━━ Given data

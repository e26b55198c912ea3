//! Configuration validation.
//!
//! Startup refuses to run with a config that fails these checks, including a
//! missing model credential.

use thiserror::Error;

use crate::config::{
    Config, ModelConfig, NetworkConfig, ObservabilityConfig, SessionConfig, UploadConfig,
    MAX_SESSION_TIMEOUT_HOURS,
};

/// Configuration validation error.
#[derive(Debug, Error)]
pub enum ValidationError {
    #[error("Invalid port {port}: must be between 1 and 65535")]
    InvalidPort { port: u16, field: String },

    #[error("Missing required field: {field}")]
    MissingField { field: String },

    #[error("Invalid value for {field}: {reason}")]
    InvalidValue { field: String, reason: String },

    #[error("Multiple validation errors: {0:?}")]
    Multiple(Vec<ValidationError>),
}

/// Result type for validation operations.
pub type ValidationResult<T> = Result<T, ValidationError>;

/// Trait for validatable configuration sections.
pub trait Validate {
    /// Validate this configuration section.
    fn validate(&self) -> ValidationResult<()>;
}

impl Validate for Config {
    fn validate(&self) -> ValidationResult<()> {
        let mut errors: Vec<ValidationError> = [
            self.network.validate(),
            self.model.validate(),
            self.uploads.validate(),
            self.sessions.validate(),
            self.observability.validate(),
        ]
        .into_iter()
        .filter_map(Result::err)
        .collect();

        if errors.is_empty() {
            Ok(())
        } else if errors.len() == 1 {
            Err(errors.remove(0))
        } else {
            Err(ValidationError::Multiple(errors))
        }
    }
}

impl Validate for NetworkConfig {
    fn validate(&self) -> ValidationResult<()> {
        if self.port == 0 {
            return Err(ValidationError::InvalidPort {
                port: self.port,
                field: "network.port".into(),
            });
        }

        if self.bind.parse::<std::net::IpAddr>().is_err() {
            return Err(ValidationError::InvalidValue {
                field: "network.bind".into(),
                reason: format!("'{}' is not an IP address", self.bind),
            });
        }

        Ok(())
    }
}

impl Validate for ModelConfig {
    fn validate(&self) -> ValidationResult<()> {
        if self.api_key().is_none() {
            return Err(ValidationError::MissingField {
                field: "model.api_key (GOOGLE_API_KEY)".into(),
            });
        }

        if self.name.trim().is_empty() {
            return Err(ValidationError::MissingField {
                field: "model.name".into(),
            });
        }

        if !self.base_url.starts_with("http://") && !self.base_url.starts_with("https://") {
            return Err(ValidationError::InvalidValue {
                field: "model.base_url".into(),
                reason: "must start with http:// or https://".into(),
            });
        }

        Ok(())
    }
}

impl Validate for UploadConfig {
    fn validate(&self) -> ValidationResult<()> {
        if self.max_content_length == 0 {
            return Err(ValidationError::InvalidValue {
                field: "uploads.max_content_length".into(),
                reason: "must be greater than 0".into(),
            });
        }
        Ok(())
    }
}

impl Validate for SessionConfig {
    fn validate(&self) -> ValidationResult<()> {
        if self.timeout_hours == 0 {
            return Err(ValidationError::InvalidValue {
                field: "sessions.timeout_hours".into(),
                reason: "must be greater than 0".into(),
            });
        }
        if self.timeout_hours > MAX_SESSION_TIMEOUT_HOURS {
            return Err(ValidationError::InvalidValue {
                field: "sessions.timeout_hours".into(),
                reason: format!("must be at most {MAX_SESSION_TIMEOUT_HOURS}"),
            });
        }
        if self.cleanup_interval_minutes == Some(0) {
            return Err(ValidationError::InvalidValue {
                field: "sessions.cleanup_interval_minutes".into(),
                reason: "must be greater than 0 when set".into(),
            });
        }
        Ok(())
    }
}

impl Validate for ObservabilityConfig {
    fn validate(&self) -> ValidationResult<()> {
        let valid_levels = ["trace", "debug", "info", "warn", "error"];
        if !valid_levels.contains(&self.log_level.to_lowercase().as_str()) {
            return Err(ValidationError::InvalidValue {
                field: "observability.log_level".into(),
                reason: format!("must be one of: {}", valid_levels.join(", ")),
            });
        }

        let valid_formats = ["json", "pretty"];
        if !valid_formats.contains(&self.log_format.to_lowercase().as_str()) {
            return Err(ValidationError::InvalidValue {
                field: "observability.log_format".into(),
                reason: format!("must be one of: {}", valid_formats.join(", ")),
            });
        }

        Ok(())
    }
}
//! gemchat common - configuration, errors, and logging shared by the gateway.
//!
//! This crate provides:
//! - Configuration types and loading (file + environment)
//! - Configuration validation
//! - The unified error type and its HTTP mapping
//! - Logging setup and the request span macro
//! - Small string helpers

#![warn(clippy::all)]
#![allow(clippy::pedantic)]

pub mod config;
pub mod error;
pub mod logging;
pub mod util;
pub mod validation;

pub use config::{
    Config, CorsConfig, FrontendConfig, ModelConfig, NetworkConfig, ObservabilityConfig,
    SessionConfig, UploadConfig,
};
pub use error::{Error, Result};
pub use validation::{Validate, ValidationError, ValidationResult};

━━━━

Copy each line of the entries that includes the word "reason".

    #[error("Invalid value for {field}: {reason}")]
    InvalidValue { field: String, reason: String },
                reason: format!("'{}' is not an IP address", self.bind),
                reason: "must start with http:// or https://".into(),
                reason: "must be greater than 0".into(),
                reason: "must be greater than 0".into(),
                reason: format!("must be at most {MAX_SESSION_TIMEOUT_HOURS}"),
                reason: "must be greater than 0 when set".into(),
                reason: format!("must be one of: {}", valid_levels.join(", ")),
                reason: format!("must be one of: {}", valid_formats.join(", ")),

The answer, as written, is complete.